As a data scientist, having the right tools at your disposal is crucial for success. Python, being a popular and versatile programming language, offers a wide range of libraries that can help you perform your job efficiently. In this article, we’ll explore the top 10 Python libraries that every data scientist should know in 2022.

Pandas: The Data Manipulation Powerhouse

Pandas is an open-source Python library that provides data manipulation and analysis tools. It’s particularly useful for analyzing data using its powerful data structures for manipulating numerical tables and time series analysis. With Pandas, you can easily import and clean datasets, perform data filtering, and create data visualizations.

Data analysis with Pandas

Numpy: The Mathematical Computing Library

NumPy is another essential library in Python that’s used for mathematical functions. It’s particularly useful for array and matrix processing using a set of mathematical functions. NumPy is the foundation for data science libraries such as SciPy, Matplotlib, Pandas, Scikit-Learn, and Statsmodels.

Statsmodels: The Statistical Modeling Library

Statsmodels is a fantastic library for rigorous statistics. This multipurpose library is a mix of multiple Python libraries, drawing on Matplotlib for its graphical functionalities, Pandas for data handling, Pasty for handling R-like calculations, and NumPy and SciPy for its foundation. It’s particularly useful for developing statistical models, such as OLS, as well as running statistical tests.

Statistical modeling with Statsmodels

Seaborn: The Data Visualization Library

Seaborn, which is built on Matplotlib, is a useful library for developing various visualizations. The ability to create magnified data visuals is one of Seaborn’s most crucial characteristics. Some of the associations that aren’t immediately visible can be represented in a visual context, which helps data scientists better comprehend the models.

Data visualization with Seaborn

Requests: The HTTP Request Library

Requests is another different library module in Python used for sending HTTP requests and supports functionalities like adding headers, the formation of data, and accessing responsive data objects, which include content data, encoding data, status, etc.

Scipy: The Scientific Computing Library

Scipy is an open-source library in Python mainly used in mathematical and scientific computations, technical and engineering computations. It’s mainly built on NumPy.

Sqllite 3: The Database Operations Library

Python programming language provides a library for database operations. This library is mainly used for database operations using SQL queries.

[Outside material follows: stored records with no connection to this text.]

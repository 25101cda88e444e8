//! Plan replay against a schema snapshot.
//!
//! Replays the structured changes of a plan on a private copy of a snapshot,
//! forward or backward, without touching a database. This is how a plan's
//! rollback is checked to restore the pre-import schema.

use crate::error::{ImportError, Result};
use crate::operations::SchemaChange;
use crate::plan::MigrationPlan;
use crate::schema::SchemaSnapshot;

/// A mutable copy of a snapshot that changes can be applied to.
#[derive(Debug, Clone, Default)]
pub struct SchemaState {
    schema: SchemaSnapshot,
}

impl SchemaState {
    /// Starts from a copy of `snapshot`.
    #[must_use]
    pub fn from_snapshot(snapshot: &SchemaSnapshot) -> Self {
        Self {
            schema: snapshot.clone(),
        }
    }

    /// Returns the current schema.
    #[must_use]
    pub fn schema(&self) -> &SchemaSnapshot {
        &self.schema
    }

    /// Consumes and returns the schema.
    #[must_use]
    pub fn into_schema(self) -> SchemaSnapshot {
        self.schema
    }

    /// Applies every operation of `plan` in execution order.
    pub fn apply_plan(&mut self, plan: &MigrationPlan) -> Result<()> {
        for op in &plan.operations {
            self.apply_change(&op.change)?;
        }
        Ok(())
    }

    /// Rolls back every operation of `plan` in reverse execution order.
    pub fn rollback_plan(&mut self, plan: &MigrationPlan) -> Result<()> {
        for op in plan.operations.iter().rev() {
            let reverse = op.change.reverse().ok_or_else(|| {
                ImportError::InvalidState(format!("Operation '{}' is not reversible", op.id))
            })?;
            self.apply_change(&reverse)?;
        }
        Ok(())
    }

    /// Applies a single change.
    ///
    /// Table names compare ASCII case-insensitively, matching
    /// [`SchemaSnapshot::contains_table`].
    ///
    /// Only changes visible in a snapshot (tables and columns) alter the
    /// state; constraints, indexes and policies are checked for a target
    /// table and otherwise ignored.
    pub fn apply_change(&mut self, change: &SchemaChange) -> Result<()> {
        match change {
            SchemaChange::CreateTable { table, .. } => {
                if self.schema.contains_table(&table.name) {
                    return Err(ImportError::InvalidState(format!(
                        "Table '{}' already exists",
                        table.name
                    )));
                }
                self.schema.tables.push(table.to_descriptor());
            }

            SchemaChange::DropTable { name, if_exists } => {
                match self
                    .schema
                    .tables
                    .iter()
                    .position(|t| t.name.eq_ignore_ascii_case(name))
                {
                    Some(idx) => {
                        self.schema.tables.remove(idx);
                    }
                    None if *if_exists => {}
                    None => {
                        return Err(ImportError::InvalidState(format!(
                            "Table '{}' does not exist",
                            name
                        )))
                    }
                }
            }

            SchemaChange::AddColumn { table, column } => {
                let t = self.table_mut(table)?;
                if t.get_column(&column.name).is_some() {
                    return Err(ImportError::InvalidState(format!(
                        "Column '{}' already exists in table '{}'",
                        column.name, table
                    )));
                }
                t.columns.push(column.to_descriptor());
            }

            SchemaChange::DropColumn { table, column } => {
                let t = self.table_mut(table)?;
                let idx = t
                    .columns
                    .iter()
                    .position(|c| c.name == *column)
                    .ok_or_else(|| {
                        ImportError::InvalidState(format!(
                            "Column '{}' does not exist in table '{}'",
                            column, table
                        ))
                    })?;
                t.columns.remove(idx);
            }

            SchemaChange::AddForeignKey { table, .. }
            | SchemaChange::DropConstraint { table, .. }
            | SchemaChange::CreateIndex { table, .. }
            | SchemaChange::EnableRowSecurity { table }
            | SchemaChange::DisableRowSecurity { table }
            | SchemaChange::CreatePolicy { table, .. }
            | SchemaChange::DropPolicy { table, .. } => {
                self.table_mut(table)?;
            }

            SchemaChange::DropIndex { .. } => {}
        }
        Ok(())
    }

    fn table_mut(&mut self, name: &str) -> Result<&mut crate::schema::TableDescriptor> {
        self.schema
            .tables
            .iter_mut()
            .find(|t| t.name.eq_ignore_ascii_case(name))
            .ok_or_else(|| ImportError::InvalidState(format!("Table '{}' does not exist", name)))
    }
}

#[cfg(test)]
mod tests {
    use super::*;
    use crate::operations::{ColumnSpec, TableDefinition};
    use crate::schema::{ColumnDescriptor, ColumnType, TableDescriptor};

    fn create(name: &str) -> SchemaChange {
        SchemaChange::CreateTable {
            table: TableDefinition::new(name)
                .column(ColumnSpec::new("id", ColumnType::Uuid).primary_key()),
            row_security: false,
            policy: None,
        }
    }

    #[test]
    fn test_create_then_drop() {
        let before = SchemaSnapshot::new().table(TableDescriptor::new("users"));
        let mut state = SchemaState::from_snapshot(&before);

        let change = create("leads");
        state.apply_change(&change).unwrap();
        let created = state.schema().get_table("leads").unwrap();
        assert_eq!(created.columns[0].data_type, "uuid");
        assert!(created.columns[0].is_primary_key);

        state.apply_change(&change.reverse().unwrap()).unwrap();
        assert_eq!(state.into_schema(), before);
    }

    #[test]
    fn test_create_existing_table_fails() {
        let snapshot = SchemaSnapshot::new().table(TableDescriptor::new("Leads"));
        let mut state = SchemaState::from_snapshot(&snapshot);
        assert!(matches!(
            state.apply_change(&create("leads")),
            Err(ImportError::InvalidState(_))
        ));
    }

    #[test]
    fn test_add_and_drop_column() {
        let snapshot = SchemaSnapshot::new().table(
            TableDescriptor::new("users").column(ColumnDescriptor::new("id", "uuid").primary_key()),
        );
        let mut state = SchemaState::from_snapshot(&snapshot);
        let add = SchemaChange::AddColumn {
            table: "users".to_string(),
            column: ColumnSpec::new("email", ColumnType::Varchar(255)),
        };
        state.apply_change(&add).unwrap();
        assert!(state.apply_change(&add).is_err());
        assert_eq!(
            state.schema().get_table("users").unwrap().columns[1].data_type,
            "varchar(255)"
        );

        state.apply_change(&add.reverse().unwrap()).unwrap();
        assert_eq!(state.schema(), &snapshot);
    }

    #[test]
    fn test_table_names_ignore_case() {
        let snapshot = SchemaSnapshot::new().table(TableDescriptor::new("Leads"));
        let mut state = SchemaState::from_snapshot(&snapshot);

        let add = SchemaChange::AddColumn {
            table: "leads".to_string(),
            column: ColumnSpec::new("email", ColumnType::Text),
        };
        state.apply_change(&add).unwrap();
        assert_eq!(state.schema().get_table("Leads").unwrap().columns.len(), 1);

        let drop = SchemaChange::DropTable {
            name: "LEADS".to_string(),
            if_exists: false,
        };
        state.apply_change(&drop).unwrap();
        assert!(state.schema().is_empty());
    }

    #[test]
    fn test_policy_on_missing_table_fails() {
        let mut state = SchemaState::default();
        let change = SchemaChange::EnableRowSecurity {
            table: "ghost".to_string(),
        };
        assert!(state.apply_change(&change).is_err());
    }
}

Keras: The Deep Learning Library

Keras is an open-source TensorFlow library interface that allows for rapid deep neural network testing. It provides tools for constructing models, visualizing graphs, and analyzing datasets.

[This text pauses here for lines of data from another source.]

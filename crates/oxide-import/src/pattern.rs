//! Import patterns: proposed mappings from a record shape to a table.

use serde::{Deserialize, Serialize};
use serde_json::{Map, Value};
use tracing::{debug, info};

use crate::config::PlannerOptions;
use crate::infer::CanonicalType;
use crate::keys::ForeignKeyTarget;
use crate::mapper::FieldMapper;
use crate::matcher::{MatchOutcome, SchemaMatcher};
use crate::schema::SchemaSnapshot;

/// One input row.
pub type ImportRecord = Map<String, Value>;

/// Confidence given to new-table proposals.
pub const NEW_TABLE_CONFIDENCE: f64 = 1.0;

/// Mapping of one import field to a column.
#[derive(Debug, Clone, PartialEq, Serialize, Deserialize)]
#[serde(rename_all = "camelCase")]
pub struct FieldMapping {
    /// Field name as it appears in the import.
    pub import_field: String,
    /// Column the field lands in.
    pub suggested_column: String,
    /// Inferred storage type.
    pub data_type: CanonicalType,
    /// Constraints carried over from the target column.
    pub constraints: Vec<String>,
    /// Whether the field looks like a reference.
    pub is_foreign_key_candidate: bool,
    /// Suggested referenced column.
    #[serde(skip_serializing_if = "Option::is_none")]
    pub foreign_key_target: Option<ForeignKeyTarget>,
    /// Whether the column doesn't exist yet.
    pub is_new_column: bool,
}

/// Cardinality of a suspected relationship.
#[derive(Debug, Clone, Copy, PartialEq, Eq, Serialize, Deserialize)]
#[serde(rename_all = "snake_case")]
pub enum RelationshipKind {
    /// One source row, many target rows.
    OneToMany,
    /// Many source rows, one target row.
    ManyToOne,
    /// Many to many.
    ManyToMany,
}

/// A suspected relationship between the import and another table.
#[derive(Debug, Clone, PartialEq, Serialize, Deserialize)]
#[serde(rename_all = "camelCase")]
pub struct RelationshipHint {
    /// Cardinality.
    pub kind: RelationshipKind,
    /// Import field on the source side.
    pub source_field: String,
    /// Referenced table.
    pub target_table: String,
    /// Referenced field.
    pub target_field: String,
    /// Heuristic confidence (0.0 to 1.0).
    pub confidence: f64,
}

/// Proposed mapping of the import shape onto a table.
#[derive(Debug, Clone, PartialEq, Serialize, Deserialize)]
#[serde(rename_all = "camelCase")]
pub struct ImportPattern {
    /// Existing table name, or the generated name of a new table.
    pub target_table_name: String,
    /// Whether the target table would be created by this import.
    pub is_new_table: bool,
    /// Match confidence (0.0 to 1.0).
    pub confidence_score: f64,
    /// Field-to-column mappings.
    pub field_mappings: Vec<FieldMapping>,
    /// Suspected relationships.
    pub relationship_hints: Vec<RelationshipHint>,
    /// Human-readable improvement suggestions.
    pub suggested_enhancements: Vec<String>,
}

impl ImportPattern {
    /// Returns true for an unambiguous new-table proposal.
    #[must_use]
    pub fn is_certain_new_table(&self) -> bool {
        self.is_new_table && self.confidence_score >= NEW_TABLE_CONFIDENCE
    }

    /// Returns mappings whose column doesn't exist yet.
    pub fn new_columns(&self) -> impl Iterator<Item = &FieldMapping> {
        self.field_mappings.iter().filter(|m| m.is_new_column)
    }
}

/// Detects relationships between import fields and other tables.
///
/// Not implemented yet: always returns an empty list. Foreign-key candidates
/// are reported on the individual [`FieldMapping`]s instead.
#[must_use]
pub fn detect_relationships(
    _mappings: &[FieldMapping],
    _snapshot: &SchemaSnapshot,
) -> Vec<RelationshipHint> {
    Vec::new()
}

/// Turns a record sample into ranked import patterns.
#[derive(Debug, Clone)]
pub struct PatternAnalyzer {
    matcher: SchemaMatcher,
    mapper: FieldMapper,
    max_candidates: Option<usize>,
}

impl Default for PatternAnalyzer {
    fn default() -> Self {
        Self::new(&PlannerOptions::default())
    }
}

impl PatternAnalyzer {
    /// Creates an analyzer from planner options.
    #[must_use]
    pub fn new(options: &PlannerOptions) -> Self {
        Self {
            matcher: SchemaMatcher::with_threshold(options.match_threshold),
            mapper: FieldMapper::with_options(options.identifier_max_bytes, &options.owner_column),
            max_candidates: options.max_candidates.map(|max| max.max(1)),
        }
    }

    /// Returns the field mapper in use.
    #[must_use]
    pub fn mapper(&self) -> &FieldMapper {
        &self.mapper
    }

    /// Analyses the shape of `sample`.
    ///
    /// Existing tables that clear the match threshold each yield a pattern,
    /// best first. When none does, a single new-table pattern is proposed.
    #[must_use]
    pub fn analyze(
        &self,
        sample: &ImportRecord,
        source_name: &str,
        snapshot: &SchemaSnapshot,
    ) -> Vec<ImportPattern> {
        let field_names: Vec<&str> = sample.keys().map(String::as_str).collect();

        match self.matcher.rank(&field_names, snapshot) {
            MatchOutcome::Ranked(candidates) => candidates
                .iter()
                .take(self.max_candidates.unwrap_or(usize::MAX))
                .map(|candidate| {
                    debug!(
                        table = %candidate.table.name,
                        score = candidate.score,
                        "Mapping onto existing table"
                    );
                    let mappings = self
                        .mapper
                        .build_mapping(&field_names, sample, Some(candidate.table));
                    let enhancements =
                        existing_table_enhancements(&candidate.table.name, &mappings);
                    ImportPattern {
                        target_table_name: candidate.table.name.clone(),
                        is_new_table: false,
                        confidence_score: candidate.score,
                        relationship_hints: detect_relationships(&mappings, snapshot),
                        field_mappings: mappings,
                        suggested_enhancements: enhancements,
                    }
                })
                .collect(),
            MatchOutcome::NoMatch => {
                let table_name = self.mapper.suggest_table_name(source_name, snapshot);
                info!(table = %table_name, "No matching table, proposing a new one");
                let mappings = self.mapper.build_mapping(&field_names, sample, None);
                let enhancements = new_table_enhancements(&table_name, &mappings);
                vec![ImportPattern {
                    target_table_name: table_name,
                    is_new_table: true,
                    confidence_score: NEW_TABLE_CONFIDENCE,
                    relationship_hints: detect_relationships(&mappings, snapshot),
                    field_mappings: mappings,
                    suggested_enhancements: enhancements,
                }]
            }
        }
    }
}

fn new_table_enhancements(table: &str, mappings: &[FieldMapping]) -> Vec<String> {
    let mut enhancements = Vec::new();
    for mapping in mappings {
        if let Some(target) = &mapping.foreign_key_target {
            enhancements.push(format!(
                "Add an index on '{}.{}' to speed up joins with '{}'",
                table, mapping.suggested_column, target.table
            ));
        }
        if mapping.data_type == CanonicalType::Jsonb {
            enhancements.push(format!(
                "Consider normalizing structured field '{}' into its own table",
                mapping.import_field
            ));
        }
    }
    enhancements
}

fn existing_table_enhancements(table: &str, mappings: &[FieldMapping]) -> Vec<String> {
    let unmapped = mappings.iter().filter(|m| m.is_new_column).count();
    if unmapped == 0 {
        Vec::new()
    } else {
        vec![format!(
            "{} field(s) have no matching column in '{}' and would need new columns",
            unmapped, table
        )]
    }
}

#[cfg(test)]
mod tests {
    use super::*;
    use crate::schema::{ColumnDescriptor, TableDescriptor};
    use serde_json::json;

    fn sample(value: Value) -> ImportRecord {
        value.as_object().cloned().unwrap()
    }

    #[test]
    fn test_new_table_pattern() {
        let patterns = PatternAnalyzer::default().analyze(
            &sample(json!({"name": "Acme", "email": "a@acme.com"})),
            "vendors",
            &SchemaSnapshot::new(),
        );

        assert_eq!(patterns.len(), 1);
        let pattern = &patterns[0];
        assert!(pattern.is_certain_new_table());
        assert_eq!(pattern.target_table_name, "import_vendors");
        assert_eq!(pattern.field_mappings.len(), 2);
        assert!(pattern.relationship_hints.is_empty());
    }

    #[test]
    fn test_existing_table_pattern() {
        let snapshot = SchemaSnapshot::new().table(
            TableDescriptor::new("contacts")
                .column(ColumnDescriptor::new("name", "text"))
                .column(ColumnDescriptor::new("email", "text"))
                .column(ColumnDescriptor::new("phone", "text")),
        );
        let patterns = PatternAnalyzer::default().analyze(
            &sample(json!({"name": "Acme", "email": "a@acme.com"})),
            "vendors",
            &snapshot,
        );

        assert_eq!(patterns.len(), 1);
        assert!(!patterns[0].is_new_table);
        assert!(!patterns[0].is_certain_new_table());
        assert!((patterns[0].confidence_score - 2.0 / 3.0).abs() < 1e-9);
        assert!(patterns[0].suggested_enhancements.is_empty());
    }

    #[test]
    fn test_candidates_are_capped() {
        let snapshot = (0..5).fold(SchemaSnapshot::new(), |s, i| {
            s.table(
                TableDescriptor::new(format!("t{}", i))
                    .column(ColumnDescriptor::new("name", "text")),
            )
        });
        let options = PlannerOptions::new().with_max_candidates(2);
        let patterns = PatternAnalyzer::new(&options).analyze(
            &sample(json!({"name": "x"})),
            "src",
            &snapshot,
        );
        let names: Vec<&str> = patterns
            .iter()
            .map(|p| p.target_table_name.as_str())
            .collect();
        assert_eq!(names, vec!["t0", "t1"]);
    }

    #[test]
    fn test_every_candidate_reported_by_default() {
        let snapshot = ["a", "b", "c"]
            .iter()
            .fold(SchemaSnapshot::new(), |s, name| {
                s.table(
                    TableDescriptor::new(*name)
                        .column(ColumnDescriptor::new("name", "text"))
                        .column(ColumnDescriptor::new("email", "text")),
                )
            })
            .table(
                TableDescriptor::new("d")
                    .column(ColumnDescriptor::new("name", "text"))
                    .column(ColumnDescriptor::new("email", "text"))
                    .column(ColumnDescriptor::new("phone", "text")),
            );
        let patterns = PatternAnalyzer::default().analyze(
            &sample(json!({"name": "Acme", "email": "a@acme.com"})),
            "crm",
            &snapshot,
        );

        let names: Vec<&str> = patterns
            .iter()
            .map(|p| p.target_table_name.as_str())
            .collect();
        assert_eq!(names, vec!["a", "b", "c", "d"]);
        assert!(patterns[3].confidence_score < 0.7);
    }

    #[test]
    fn test_enhancements_for_keys_and_documents() {
        let patterns = PatternAnalyzer::default().analyze(
            &sample(json!({"user_id": "u1", "payload": {"a": 1}})),
            "events",
            &SchemaSnapshot::new(),
        );
        let enhancements = &patterns[0].suggested_enhancements;
        assert_eq!(enhancements.len(), 2);
        assert!(enhancements.iter().any(|e| e.contains("'users'")));
        assert!(enhancements.iter().any(|e| e.contains("'payload'")));
    }
}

TensorFlow: The Deep Learning Framework

TensorFlow is an open-source library for deep learning applications built by the Google Brain Team. Initially conceived for numeric computations, it now provides a rich, flexible, and wide range of tools, libraries, and community resources that developers may use to create and deploy machine learning-based applications.

SciKit-Learn: The Machine Learning Library

SciKit-Learn is a machine learning library that includes classification, regression, and clustering methods such as DBSCAN, gradient boosting, support vector machines, and random forests. It’s particularly useful for conventional ML and data mining applications.

Machine learning with SciKit-Learn

In conclusion, these top 10 Python libraries are essential for data scientists to master in 2022. By incorporating these libraries into your workflow, you’ll be able to perform your job more efficiently and effectively.